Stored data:
◇ ◇ ◇

fn background_color(theme: VisualTheme) -> [f32; 4] {
    match theme {
        VisualTheme::Destruction => colors::BG_DESTRUCTION,
        VisualTheme::SadRain => colors::BG_SAD_RAIN,
        VisualTheme::Underwater => colors::BG_UNDERWATER,
        VisualTheme::Default => colors::BG_DEFAULT,
    }
}

/// Stable pseudo-random value in [0, 1) for background element `i`
fn scatter(i: usize, salt: u32) -> f32 {
    let mut h = (i as u32).wrapping_mul(0x9E37_79B9) ^ salt.wrapping_mul(0x85EB_CA6B);
    h ^= h >> 15;
    h = h.wrapping_mul(0x2C1B_3C6D);
    h ^= h >> 12;
    (h & 0xFFFF) as f32 / 65536.0
}

fn wrap(v: f32, max: f32) -> f32 {
    v.rem_euclid(max)
}

fn with_alpha(color: [f32; 4], alpha: f32) -> [f32; 4] {
    [color[0], color[1], color[2], color[3] * alpha]
}

fn draw_trail(view: &SessionView<'_>, surface: &mut impl Surface) {
    let points: Vec<Vec2> = view.trail.samples().iter().map(|s| s.pos).collect();
    let smoothed = shapes::smooth(&points);
    surface.stroke_path(&smoothed, TRAIL_WIDTH, colors::TRAIL);
}

fn draw_target(target: &Target, surface: &mut impl Surface) {
    if target.status == TargetStatus::Destroyed {
        return;
    }
    let radius = TARGET_RADIUS * target.scale;
    let alpha = target.opacity;
    let face = target.kind.face();

    match &target.kind {
        TargetKind::Hazard(_) => {
            for k in 0..HAZARD_SPIKES {
                let angle = target.rotation + k as f32 * (2.0 * PI / HAZARD_SPIKES as f32);
                let dir = Vec2::from_angle(angle);
                let side = Vec2::new(-dir.y, dir.x) * radius * 0.25;
                let base = target.pos + dir * radius * 0.85;
                surface.triangle(
                    base + side,
                    base - side,
                    target.pos + dir * radius * 1.3,
                    with_alpha(colors::HAZARD_RIM, alpha),
                );
            }
            surface.fill_circle(target.pos, radius, with_alpha(colors::HAZARD_BODY, alpha));
            surface.ring(target.pos, radius, 4.0, with_alpha(colors::HAZARD_RIM, alpha));
        }
        TargetKind::Ordinary(_) => {
            surface.fill_circle(target.pos, radius, face.color.with_alpha(alpha * 0.85));
            surface.ring(target.pos, radius, 3.0, with_alpha(colors::TARGET_RIM, alpha));
        }
    }

    surface.text(
        TextCommand::new(face.icon.clone(), target.pos, 44.0 * target.scale, with_alpha(colors::LABEL, alpha))
            .rotated(target.rotation),
    );
    surface.text(
        TextCommand::new(
            face.label.clone(),
            target.pos + Vec2::new(0.0, radius + 16.0),
            16.0 * target.scale,
            with_alpha(colors::LABEL, alpha),
        )
        .bold(),
    );
}

fn draw_debris(debris: &Debris, surface: &mut impl Surface) {
    let start = match debris.half {
        Half::Left => debris.rotation + PI / 2.0,
        Half::Right => debris.rotation - PI / 2.0,
    };
    surface.half_disc(debris.pos, TARGET_RADIUS, start, debris.color.with_alpha(0.9));
}

fn draw_hud(view: &SessionView<'_>, surface: &mut impl Surface) {
    let run = view.run;

    // Tally of resolved kinds, most frequent first
    let tally = run.top_tally(HUD_TALLY_ROWS);
    if !tally.is_empty() {
        surface.fill_rect(
            Vec2::new(12.0, 12.0),
            Vec2::new(150.0, 12.0 + tally.len() as f32 * 30.0),
            colors::HUD_PANEL,
        );
        for (row, (_, entry)) in tally.iter().enumerate() {
            let y = 32.0 + row as f32 * 30.0;
            surface.text(TextCommand::new(entry.icon.clone(), Vec2::new(40.0, y), 22.0, colors::HUD_TEXT));
            surface.text(
                TextCommand::new(format!("×{}", entry.count), Vec2::new(70.0, y), 20.0, colors::HUD_TEXT)
                    .align(TextAlign::Left)
                    .bold(),
            );
        }
    }

    for i in 0..START_LIVES {
        let color = if i < run.lives {
            colors::HEART
        } else {
            colors::HEART_EMPTY
        };
        let pos = Vec2::new(FIELD_WIDTH - 40.0 - i as f32 * 36.0, 36.0);
        surface.text(TextCommand::new("❤", pos, 28.0, color));
    }

    surface.text(
        TextCommand::new(run.score.to_string(), Vec2::new(FIELD_WIDTH / 2.0, 40.0), 36.0, colors::HUD_TEXT).bold(),
    );
    if run.combo > 1 {
        surface.text(
            TextCommand::new(
                format!("x{} COMBO", run.combo),
                Vec2::new(FIELD_WIDTH / 2.0, 78.0),
                22.0,
                colors::WARNING,
            )
            .bold(),
        );
    }

    match view.camera {
        Some(CameraStatus::Failed(err)) => surface.text(TextCommand::new(
            format!("Camera unavailable: {err}"),
            Vec2::new(FIELD_WIDTH / 2.0, FIELD_HEIGHT - 30.0),
            18.0,
            colors::WARNING,
        )),
        Some(CameraStatus::Pending) => surface.text(TextCommand::new(
            "Waiting for camera...",
            Vec2::new(FIELD_WIDTH / 2.0, FIELD_HEIGHT - 30.0),
            18.0,
            colors::HUD_TEXT,
        )),
        _ => {}
    }

    if view.phase == GamePhase::GameOver {
        surface.text(
            TextCommand::new("GAME OVER", Vec2::new(FIELD_WIDTH / 2.0, FIELD_HEIGHT / 2.0), 64.0, colors::HUD_TEXT)
                .bold(),
        );
    }
}

#[cfg(test)]
mod tests {
    use super::*;
    use crate::renderer::surface::ShapeBatch;
    use crate::sim::effects::Effects;
    use crate::sim::level::{Color, ItemFace};
    use crate::sim::motion::{InputError, Trail};
    use crate::sim::state::RunState;

    fn resolved(mode: InteractionMode) -> GameEvent {
        GameEvent::Resolved {
            id: 1,
            pos: Vec2::ZERO,
            vel: Vec2::ZERO,
            rotation: 0.0,
            icon: "🍕".into(),
            color: Color::WHITE,
            combo: 1,
            points: 55,
            mode,
        }
    }

    struct Fixture {
        targets: Vec<Target>,
        run: RunState,
        effects: Effects,
        trail: Trail,
        camera: Option<CameraStatus>,
    }

    impl Fixture {
        fn new() -> Self {
            Self {
                targets: Vec::new(),
                run: RunState::default(),
                effects: Effects::new(1, DEFAULT_PARTICLE_CAP),
                trail: Trail::default(),
                camera: None,
            }
        }

        fn view(&self) -> SessionView<'_> {
            SessionView {
                targets: &self.targets,
                run: &self.run,
                effects: &self.effects,
                trail: &self.trail,
                theme: VisualTheme::Default,
                mode: InteractionMode::Destroy,
                bg_timer: 0.0,
                phase: GamePhase::Playing,
                camera: self.camera.as_ref(),
            }
        }
    }

    fn hearts(batch: &ShapeBatch, color: [f32; 4]) -> usize {
        batch
            .texts
            .iter()
            .filter(|t| t.text == "❤" && t.color == color)
            .count()
    }

    #[test]
    fn test_shake_takes_the_larger_kick() {
        let mut p = Presenter::new(true, 0);
        p.observe(&[resolved(InteractionMode::Destroy)]);
        assert_eq!(p.shake(), SHAKE_DESTROY);
        p.observe(&[GameEvent::HazardHit { pos: Vec2::ZERO }]);
        assert_eq!(p.shake(), SHAKE_HAZARD);
        p.observe(&[resolved(InteractionMode::Capture)]);
        assert_eq!(p.shake(), SHAKE_HAZARD);
    }

    #[test]
    fn test_shake_decays_to_zero_while_drawing() {
        let fixture = Fixture::new();
        let mut p = Presenter::new(true, 0);
        let mut batch = ShapeBatch::new();
        p.observe(&[GameEvent::HazardHit { pos: Vec2::ZERO }]);
        p.draw(&fixture.view(), &mut batch);
        assert!((p.shake() - SHAKE_HAZARD * SHAKE_DECAY).abs() < 1e-4);
        for _ in 0..100 {
            p.draw(&fixture.view(), &mut batch);
        }
        assert_eq!(p.shake(), 0.0);
    }

    #[test]
    fn test_shake_disabled_ignores_events() {
        let mut p = Presenter::new(false, 0);
        p.observe(&[GameEvent::HazardHit { pos: Vec2::ZERO }]);
        assert_eq!(p.shake(), 0.0);
    }

    #[test]
    fn test_hud_hearts_follow_lives() {
        let mut fixture = Fixture::new();
        fixture.run.lives = 1;
        let mut batch = ShapeBatch::new();
        Presenter::new(true, 0).draw(&fixture.view(), &mut batch);
        assert_eq!(hearts(&batch, colors::HEART), 1);
        assert_eq!(hearts(&batch, colors::HEART_EMPTY), 2);
    }

    #[test]
    fn test_targets_draw_icon_and_label() {
        let mut fixture = Fixture::new();
        let face = ItemFace {
            label: "Taxes".into(),
            icon: "💸".into(),
            color: Color::WHITE,
            points: 50,
        };
        fixture
            .targets
            .push(Target::new(1, TargetKind::Ordinary(face), Vec2::new(300.0, 300.0), Vec2::ZERO, 0.0));
        let mut batch = ShapeBatch::new();
        Presenter::new(true, 0).draw(&fixture.view(), &mut batch);
        assert!(batch.texts.iter().any(|t| t.text == "💸" && t.pos == Vec2::new(300.0, 300.0)));
        assert!(batch.texts.iter().any(|t| t.text == "Taxes"));
    }

    #[test]
    fn test_camera_failure_is_shown() {
        let mut fixture = Fixture::new();
        fixture.camera = Some(CameraStatus::Failed(InputError::PermissionDenied));
        let mut batch = ShapeBatch::new();
        Presenter::new(true, 0).draw(&fixture.view(), &mut batch);
        assert!(batch.texts.iter().any(|t| t.text.starts_with("Camera unavailable")));
    }

    #[test]
    fn test_flash_covers_field_without_shake() {
        let mut fixture = Fixture::new();
        fixture.effects.apply(&GameEvent::HazardHit { pos: Vec2::ZERO }, &[]);
        let mut batch = ShapeBatch::new();
        let mut p = Presenter::new(true, 0);
        p.observe(&[GameEvent::HazardHit { pos: Vec2::ZERO }]);
        p.draw(&fixture.view(), &mut batch);
        let flash = palette::FLASH.with_alpha(fixture.effects.flash);
        let corner = batch
            .vertices
            .iter()
            .find(|v| v.color == flash)
            .map(|v| v.position);
        assert_eq!(corner, Some([0.0, 0.0]));
    }

    #[test]
    fn test_background_uses_theme_color() {
        let fixture = Fixture::new();
        let mut view = fixture.view();
        view.theme = VisualTheme::Underwater;
        let mut batch = ShapeBatch::new();
        Presenter::new(true, 20).draw(&view, &mut batch);
        assert_eq!(batch.clear_color, colors::BG_UNDERWATER);
        assert!(!batch.vertices.is_empty());
    }

    #[test]
    fn test_background_shakes_with_the_field() {
        let fixture = Fixture::new();
        let mut view = fixture.view();
        view.theme = VisualTheme::SadRain;

        let mut still = ShapeBatch::new();
        Presenter::new(true, 20).draw(&view, &mut still);

        let mut shaken = ShapeBatch::new();
        let mut p = Presenter::new(true, 20);
        p.observe(&[GameEvent::HazardHit { pos: Vec2::ZERO }]);
        p.draw(&view, &mut shaken);

        assert_eq!(shaken.clear_color, colors::BG_SAD_RAIN);
        // The first rain drop moves by the same offset as its second vertex
        let delta = |i: usize| {
            Vec2::from(shaken.vertices[i].position) - Vec2::from(still.vertices[i].position)
        };
        assert!(delta(0).length() > 0.0);
        assert!((delta(0) - delta(1)).length() < 1e-3);
        assert!(delta(0).abs().max_element() <= SHAKE_HAZARD / 2.0);
    }
}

◇ ◇ ◇

PROBLEM |
Pull out all lines containing the word "ItemFace" from the entries above.

SOLUTION TO THIS PROBLEM |
    use crate::sim::level::{Color, ItemFace};
        let face = ItemFace {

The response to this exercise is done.